Amerykański stan Hawaje, w którym obecnie przebywa prezydent Obama z rodziną, ma nadzieję, że wizyta głowy państwa zapewni przypływ zainteresowania i powiększy się liczba odwiedzających turystów. Podczas gdy ogromna część Ameryki boryka się z atakiem zimy, codzienne wiadomości pokazują prezydencką rodzinę korzystającą z pięknego hawajskiego słońca w mieście Kailua.
Hawajscy specjaliści od turystyki mają nadzieję, że widząc jak wspaniale korzysta z wolnych dni sam prezydent, amerykańscy turyści zdecydują się na chwilę wytchnienia od zimy i udadzą się na Hawaje.
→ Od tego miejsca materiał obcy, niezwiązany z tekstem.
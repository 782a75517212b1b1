use crate::objects::CHECKSUM_SIZE;
use anyhow::anyhow;
use bytes::Bytes;
use sha1::{Digest, Sha1};
use std::io::{Read, Write};

/// Wraps the index file handle and folds every byte that passes through
/// into a running SHA-1, so the trailing checksum can be verified on read
/// and emitted on write.
#[derive(Debug)]
pub struct Checksum<T> {
    inner: T,
    digest: Sha1,
    bytes_seen: usize,
}

impl<T> Checksum<T> {
    pub(crate) fn new(inner: T) -> Self {
        Checksum {
            inner,
            digest: Sha1::new(),
            bytes_seen: 0,
        }
    }

    /// Bytes read or written so far, excluding the checksum itself.
    pub(crate) fn bytes_seen(&self) -> usize {
        self.bytes_seen
    }
}

impl<T: Read> Checksum<T> {
    pub(crate) fn read(&mut self, size: usize) -> anyhow::Result<Bytes> {
        let mut buffer = vec![0; size];
        self.inner
            .read_exact(&mut buffer)
            .map_err(|_| anyhow!("Unexpected end-of-file while reading index"))?;

        self.digest.update(&buffer);
        self.bytes_seen += size;
        Ok(Bytes::from(buffer))
    }

    /// Read the stored checksum and compare it against the digest of
    /// everything read so far.
    pub(crate) fn verify(&mut self) -> anyhow::Result<()> {
        let mut expected_checksum = [0u8; CHECKSUM_SIZE];
        self.inner.read_exact(&mut expected_checksum)?;

        let actual_checksum = self.digest.clone().finalize();

        if expected_checksum != actual_checksum.as_slice() {
            return Err(anyhow!("Index checksum does not match value stored on disk"));
        }

        Ok(())
    }
}

impl<T: Write> Checksum<T> {
    pub(crate) fn write(&mut self, data: &[u8]) -> anyhow::Result<()> {
        self.inner.write_all(data)?;
        self.digest.update(data);
        self.bytes_seen += data.len();
        Ok(())
    }

    pub(crate) fn write_checksum(&mut self) -> anyhow::Result<()> {
        let checksum = self.digest.clone().finalize();
        self.inner
            .write_all(checksum.as_slice())
            .map_err(|_| anyhow!("Failed to write checksum to index file"))?;

        Ok(())
    }
}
Darlene Morikawa z organizacji Hawaii Visitors and Convention Bureau twierdzi: - Gdy Obama był tu ostatnio, każdego ranka szły wiadomości na żywo. Emitowaliśmy nasze słoneczne transmisje w samym środku pokazywanych przez CNN wiadomości o śniegu. Jeden z turystów, przebywający na Hawajach wraz z rodziną, twierdzi już teraz: - Jeśli jest tu wystarczająco dobrze dla Obamy, to jest dobrze i dla nas, przy czym ja jestem Republikaninem.
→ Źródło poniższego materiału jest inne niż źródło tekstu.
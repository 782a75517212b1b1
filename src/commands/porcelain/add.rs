use crate::areas::repository::Repository;
use crate::objects::index_entry::IndexEntry;
use crate::objects::object::Object;
use std::path::{Path, PathBuf};

impl Repository {
    /// Stage files for the next commit.
    ///
    /// Directory paths are expanded to every file beneath them. The whole
    /// batch is validated before the index is touched: if any path is
    /// missing, unreadable or escapes the worktree, nothing is staged.
    pub fn add(&self, paths: &[PathBuf]) -> anyhow::Result<()> {
        let mut index = self.index();
        index.rehydrate()?;

        let mut staged = Vec::new();
        for path in paths {
            let relative = self.workspace().relativize(path)?;
            for file_path in self.workspace().list_files(Some(&relative))? {
                let blob = self.workspace().parse_blob(&file_path)?;
                let stat = self.workspace().stat_file(&file_path)?;

                staged.push((file_path, blob, stat));
            }
        }

        for (file_path, blob, stat) in staged {
            let blob_id = blob.object_id()?;
            self.database().store(blob)?;

            // drop any stale entry for this path (or a staged directory
            // of the same name) before inserting the fresh one
            index.remove(Path::new(&file_path));
            index.add(IndexEntry::new(file_path, blob_id, stat));
        }

        index.write_updates()
    }
}
//! Annotated tag object: a commit-shaped KVLM body with a distinguished
//! type label, naming a single target object.

use crate::objects::commit::Author;
use crate::objects::kvlm::Kvlm;
use crate::objects::object::Unpackable;
use crate::objects::object::{Object, Packable};
use crate::objects::object_id::ObjectId;
use crate::objects::object_type::ObjectType;
use anyhow::Context;
use bytes::Bytes;
use std::io::{BufRead, Read, Write};

#[derive(Debug, Clone)]
pub struct Tag {
    kvlm: Kvlm,
}

impl Tag {
    pub fn new(
        target: &ObjectId,
        target_type: ObjectType,
        name: &str,
        tagger: &Author,
        message: &str,
    ) -> Self {
        let mut kvlm = Kvlm::new();
        kvlm.push(&b"object"[..], target.as_ref().as_bytes().to_vec());
        kvlm.push(&b"type"[..], target_type.as_str().as_bytes().to_vec());
        kvlm.push(&b"tag"[..], name.as_bytes().to_vec());
        kvlm.push(&b"tagger"[..], tagger.display().into_bytes());

        let mut message = message.to_owned();
        if !message.ends_with('\n') {
            message.push('\n');
        }
        kvlm.set_message(message.into_bytes());

        Tag { kvlm }
    }

    pub fn kvlm(&self) -> &Kvlm {
        &self.kvlm
    }

    /// The object this tag points at. Required header.
    pub fn target_oid(&self) -> anyhow::Result<ObjectId> {
        let target = self
            .kvlm
            .get_scalar(b"object")
            .context("Tag has no object header")?;

        ObjectId::try_parse(String::from_utf8(target.to_vec())?)
    }
}

impl Packable for Tag {
    fn serialize(&self) -> anyhow::Result<Bytes> {
        let body = self.kvlm.serialize();

        let mut tag_bytes = Vec::new();
        let header = format!("{} {}\0", self.object_type().as_str(), body.len());
        tag_bytes.write_all(header.as_bytes())?;
        tag_bytes.write_all(&body)?;

        Ok(Bytes::from(tag_bytes))
    }
}

impl Unpackable for Tag {
    fn deserialize(mut reader: impl BufRead) -> anyhow::Result<Self> {
        let mut body = Vec::new();
        reader.read_to_end(&mut body)?;

        Ok(Tag {
            kvlm: Kvlm::parse(&body)?,
        })
    }
}

impl Object for Tag {
    fn object_type(&self) -> ObjectType {
        ObjectType::Tag
    }

    fn display(&self) -> String {
        String::from_utf8_lossy(&self.kvlm.serialize()).into_owned()
    }
}

#[cfg(test)]
mod tests {
    use super::*;
    use pretty_assertions::assert_eq;
    use rstest::rstest;

    #[rstest]
    fn tag_round_trips_and_names_its_target() {
        let target =
            ObjectId::try_parse("29ff16c9c14e2652b22f8b78bb08a5a07930c147".into()).unwrap();
        let tagger = Author::new_with_timestamp(
            "Ada".into(),
            "ada@example.com".into(),
            chrono::DateTime::parse_from_rfc2822("Tue, 22 May 2018 22:17:03 +0200").unwrap(),
        );
        let tag = Tag::new(&target, ObjectType::Commit, "v0.1.0", &tagger, "first release");

        let serialized = tag.serialize().unwrap();
        let mut reader = std::io::Cursor::new(serialized);
        let (object_type, _) = ObjectType::parse_header(&mut reader).unwrap();
        assert_eq!(object_type, ObjectType::Tag);

        let parsed = Tag::deserialize(reader).unwrap();
        assert_eq!(parsed.target_oid().unwrap(), target);
        assert_eq!(
            parsed.kvlm().get_scalar(b"tag").unwrap().as_ref(),
            b"v0.1.0"
        );
    }
}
Jest to pierwsza wizyta Baracka Obamy na Hawajach od czasu, gdy został prezydentem USA. Stan utworzył nawet stronę internetową "Hawaje Baracka Obamy", na której można znaleźć zdjęcia prezydenta podczas gry w golfa, czy spacerów po plaży. Jak narazie jednak osoba prezydenta nie jest w stanie podnieść hawajskiej turystyki, która zanotowała ponad pięcioprocentowy spadek w porównaniu z ubiegłym rokiem. Rob Kay, który jest administratowem strony internetowej "Sąsiedztwo Obamy" powiedział: - Przez pewien czas było pewne zainteresowanie, ale z jakiegoś powodu ono wydaje się opadać. Ciężko przewidywać, czy jego wizyta cokolwiek poprawi, ale przynajmniej nie zaszkodzi.